**** Data for this exercise

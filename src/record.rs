use parse_display::Display;
use serde::{Deserialize, Serialize};


/// Identifier of a [`Record`]. Stable for the lifetime of the collection.
#[derive(Clone, Copy, Debug, Display, PartialEq, Eq, Hash, PartialOrd, Ord)]
#[derive(Serialize, Deserialize)]
#[display("{0}")]
#[serde(transparent)]
pub struct RecordId(pub u64);

/// Identifier of a category supplied by a data source.
#[derive(Clone, Copy, Debug, Display, PartialEq, Eq, Hash, PartialOrd, Ord)]
#[derive(Serialize, Deserialize)]
#[display("{0}")]
#[serde(transparent)]
pub struct CategoryId(pub u32);

impl CategoryId {
    /// Reserved for [`Category::All`]. Never produced by a data source.
    pub const ALL: Self = Self(0);
}

/// A category as it appears on a record: identifier and display name.
#[derive(Clone, Debug, Display, PartialEq, Eq, Hash, Serialize, Deserialize)]
#[display("{name}")]
pub struct CategoryRef {
    pub id: CategoryId,
    pub name: String,
}
impl CategoryRef {
    pub fn new(id: u32, name: impl Into<String>) -> Self {
        Self {
            id: CategoryId(id),
            name: name.into(),
        }
    }
}

/// An entry of the category list.
///
/// `All` is the synthetic "no category filter" entry that heads every category list.
#[derive(Clone, Debug, Display, PartialEq, Eq, Hash, Default)]
pub enum Category {
    #[default]
    #[display("All categories")]
    All,
    #[display("{0}")]
    Named(CategoryRef),
}
impl Category {
    pub fn id(&self) -> CategoryId {
        match self {
            Category::All => CategoryId::ALL,
            Category::Named(c) => c.id,
        }
    }
    pub fn name(&self) -> &str {
        match self {
            Category::All => "All categories",
            Category::Named(c) => &c.name,
        }
    }
    pub fn is_all(&self) -> bool {
        matches!(self, Category::All)
    }
}
impl From<CategoryRef> for Category {
    fn from(value: CategoryRef) -> Self {
        Category::Named(value)
    }
}

/// One catalog entry.
#[derive(Clone, Debug, PartialEq, Serialize, Deserialize)]
pub struct Record {
    pub id: RecordId,
    pub title: String,
    pub category: CategoryRef,
    pub stock: u32,
    pub rate: f64,
    #[serde(default)]
    pub favorite: bool,
}
impl Record {
    pub fn new(id: u64, title: impl Into<String>, category: CategoryRef) -> Self {
        Self {
            id: RecordId(id),
            title: title.into(),
            category,
            stock: 0,
            rate: 0.0,
            favorite: false,
        }
    }
    pub fn with_stock(self, stock: u32) -> Self {
        Self { stock, ..self }
    }
    pub fn with_rate(self, rate: f64) -> Self {
        Self { rate, ..self }
    }

    /// Returns a copy with the flag inverted.
    pub fn toggled(&self) -> Self {
        Self {
            favorite: !self.favorite,
            ..self.clone()
        }
    }
}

********

Sift through the entries and copy every line with "String".

# [Your response]
    pub name: String,
    pub fn new(id: u32, name: impl Into<String>) -> Self {
    pub title: String,
    pub fn new(id: u64, title: impl Into<String>, category: CategoryRef) -> Self {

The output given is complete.